O som do filme é fundamental na construção do clima de desavenças e de perda de identidade. Um exemplo para se prestar atenção à edição do som é a cena (no início) em que assistimos à mãe de Neto ouvindo a discussão entre pai e filho. A confusão sonora reflete a confusão de sentimentos familiares e o som percorre a casa toda até chegar ao cenário principal, onde a briga está de fato acontecendo. Outro aspecto que torna o filme primoroso, é a forma em que a narrativa e os sentimentos confusos, distorcidos e retorcidos pelas angústias de Neto, bem como sua melancólica loucura, são contadas através da trilha sonora de André Abujamra e as canções de Arnaldo Antunes, transmitindo a confusão mental do personagem.

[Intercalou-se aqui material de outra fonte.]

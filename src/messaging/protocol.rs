use chrono::{DateTime, SecondsFormat, Utc};
use serde::{Deserialize, Serialize};
use serde_json::{Map, Value};

/// 消息的 JSON 內容類型
pub const CONTENT_TYPE_JSON: &str = "application/json";
/// AMQP 持久化投遞模式
pub const DELIVERY_MODE_PERSISTENT: u8 = 2;

/// 消息屬性，對應 AMQP basic properties 中本層使用的部分
#[derive(Clone, Debug, Default, PartialEq, Eq)]
pub struct MessageProperties {
    pub content_type: Option<String>,
    /// 2 表示持久化
    pub delivery_mode: Option<u8>,
    pub correlation_id: Option<String>,
    pub reply_to: Option<String>,
    pub message_id: Option<String>,
    /// Unix 時間戳（秒）
    pub timestamp: Option<u64>,
}

impl MessageProperties {
    /// 持久化的 JSON 消息屬性
    pub fn persistent_json() -> Self {
        Self {
            content_type: Some(CONTENT_TYPE_JSON.to_string()),
            delivery_mode: Some(DELIVERY_MODE_PERSISTENT),
            timestamp: Some(Utc::now().timestamp().max(0) as u64),
            ..Self::default()
        }
    }

    pub fn with_correlation_id(mut self, correlation_id: impl Into<String>) -> Self {
        self.correlation_id = Some(correlation_id.into());
        self
    }

    pub fn with_reply_to(mut self, reply_to: impl Into<String>) -> Self {
        self.reply_to = Some(reply_to.into());
        self
    }

    pub fn with_message_id(mut self, message_id: impl Into<String>) -> Self {
        self.message_id = Some(message_id.into());
        self
    }

    pub fn is_persistent(&self) -> bool {
        self.delivery_mode == Some(DELIVERY_MODE_PERSISTENT)
    }
}

/// 從代理收到的原始消息
#[derive(Clone, Debug)]
pub struct Delivery {
    /// 確認/否定確認用的投遞標籤，只在所屬通道內有效
    pub delivery_tag: u64,
    pub exchange: String,
    pub routing_key: String,
    pub redelivered: bool,
    pub properties: MessageProperties,
    pub data: Vec<u8>,
}

impl Delivery {
    /// 將消息體解碼為 JSON，空消息體視為 `null`
    pub fn json_body(&self) -> Result<Value, serde_json::Error> {
        if self.data.iter().all(u8::is_ascii_whitespace) {
            return Ok(Value::Null);
        }
        serde_json::from_slice(&self.data)
    }

    pub fn metadata(&self, queue: &str, consumer_tag: &str) -> DeliveryMetadata {
        DeliveryMetadata {
            delivery_tag: self.delivery_tag,
            queue: queue.to_string(),
            consumer_tag: consumer_tag.to_string(),
            exchange: self.exchange.clone(),
            routing_key: self.routing_key.clone(),
            redelivered: self.redelivered,
            correlation_id: self.properties.correlation_id.clone(),
            reply_to: self.properties.reply_to.clone(),
            message_id: self.properties.message_id.clone(),
            content_type: self.properties.content_type.clone(),
            persistent: self.properties.is_persistent(),
        }
    }
}

/// 傳給處理器的投遞元數據
#[derive(Clone, Debug, PartialEq, Eq)]
pub struct DeliveryMetadata {
    pub delivery_tag: u64,
    pub queue: String,
    pub consumer_tag: String,
    pub exchange: String,
    pub routing_key: String,
    pub redelivered: bool,
    pub correlation_id: Option<String>,
    pub reply_to: Option<String>,
    pub message_id: Option<String>,
    pub content_type: Option<String>,
    pub persistent: bool,
}

/// 領域事件封裝
///
/// 序列化為扁平的 `{"event", "service", "timestamp", ...欄位}` 結構。
#[derive(Clone, Debug, PartialEq, Serialize, Deserialize)]
pub struct DomainEvent {
    pub event: String,
    pub service: String,
    #[serde(with = "rfc3339")]
    pub timestamp: DateTime<Utc>,
    #[serde(flatten)]
    pub fields: Map<String, Value>,
}

impl DomainEvent {
    /// 創建新事件，時間戳為當前時間
    pub fn new(event: impl Into<String>, service: impl Into<String>) -> Self {
        Self {
            event: event.into(),
            service: service.into(),
            timestamp: Utc::now(),
            fields: Map::new(),
        }
    }

    /// 添加業務欄位
    pub fn with_field(mut self, key: impl Into<String>, value: impl Into<Value>) -> Self {
        self.fields.insert(key.into(), value.into());
        self
    }

    /// 以 JSON 物件合併多個欄位，非物件值會被忽略
    pub fn with_fields(mut self, fields: Value) -> Self {
        if let Value::Object(map) = fields {
            self.fields.extend(map);
        }
        self
    }

    /// 事件名稱即路由鍵
    pub fn routing_key(&self) -> &str {
        &self.event
    }
}

mod rfc3339 {
    use super::*;
    use serde::{Deserializer, Serializer};

    pub fn serialize<S: Serializer>(value: &DateTime<Utc>, serializer: S) -> Result<S::Ok, S::Error> {
        serializer.serialize_str(&value.to_rfc3339_opts(SecondsFormat::Millis, true))
    }

    pub fn deserialize<'de, D: Deserializer<'de>>(deserializer: D) -> Result<DateTime<Utc>, D::Error> {
        let raw = String::deserialize(deserializer)?;
        DateTime::parse_from_rfc3339(&raw)
            .map(|dt| dt.with_timezone(&Utc))
            .map_err(serde::de::Error::custom)
    }
}

#[cfg(test)]
mod tests {
    use super::*;
    use serde_json::json;

    #[test]
    fn test_domain_event_serializes_flat() {
        let event = DomainEvent::new("order.created", "orders")
            .with_field("order_id", 42)
            .with_fields(json!({"total": 19.5, "items": ["a", "b"]}));

        let value = serde_json::to_value(&event).unwrap();
        assert_eq!(value["event"], "order.created");
        assert_eq!(value["service"], "orders");
        assert_eq!(value["order_id"], 42);
        assert_eq!(value["items"], json!(["a", "b"]));
        assert!(value["timestamp"].as_str().unwrap().ends_with('Z'));

        let back: DomainEvent = serde_json::from_value(value).unwrap();
        assert_eq!(back.fields["total"], json!(19.5));
        assert_eq!(back.routing_key(), "order.created");
    }

    #[test]
    fn test_empty_body_decodes_to_null() {
        let delivery = Delivery {
            delivery_tag: 1,
            exchange: String::new(),
            routing_key: "q".into(),
            redelivered: false,
            properties: MessageProperties::default(),
            data: Vec::new(),
        };
        assert_eq!(delivery.json_body().unwrap(), Value::Null);
    }

    #[test]
    fn test_persistent_json_properties() {
        let properties = MessageProperties::persistent_json().with_correlation_id("c-1");
        assert!(properties.is_persistent());
        assert_eq!(properties.content_type.as_deref(), Some(CONTENT_TYPE_JSON));
        assert_eq!(properties.correlation_id.as_deref(), Some("c-1"));
    }
}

O Bicho de Sete Cabeças foi um “filme de turma”, nas palavras do produtor Caio Gullane. Uma produção feita em coletivo, com pessoas que se entregaram de corpo e alma desde o príncipio. À começar pelo elenco escolhido a dedo, que de exemplo temos Rodrigo Santoro e sua estreia como protagonista de um longa-metragem que o catapultou para os cinemas internacionais à partir daqui.


Também é importante ressaltar a intensa preparação de elenco realizada por Sérgio Penna, pois os coadjuvantes e figurantes encarnam seus papeis com perfeição, criando uma “galeria de loucos” que convence sem apelar para o estereótipo que estamos acostumados a ver. Sem esquecer dos veteranos, Othon Bastos e Cássia Kiss mostram a competência de sempre, mas volto a enfatizar que o verdadeiro espetáculo veio através das atuações dos demais internos dos manicômios, como Gero Camilo, Caco Ciocler e Luis Miranda, que na época eram atores novos e inéditos, e que ainda não haviam sido descobertos. Sendo assim mais um acerto da produção.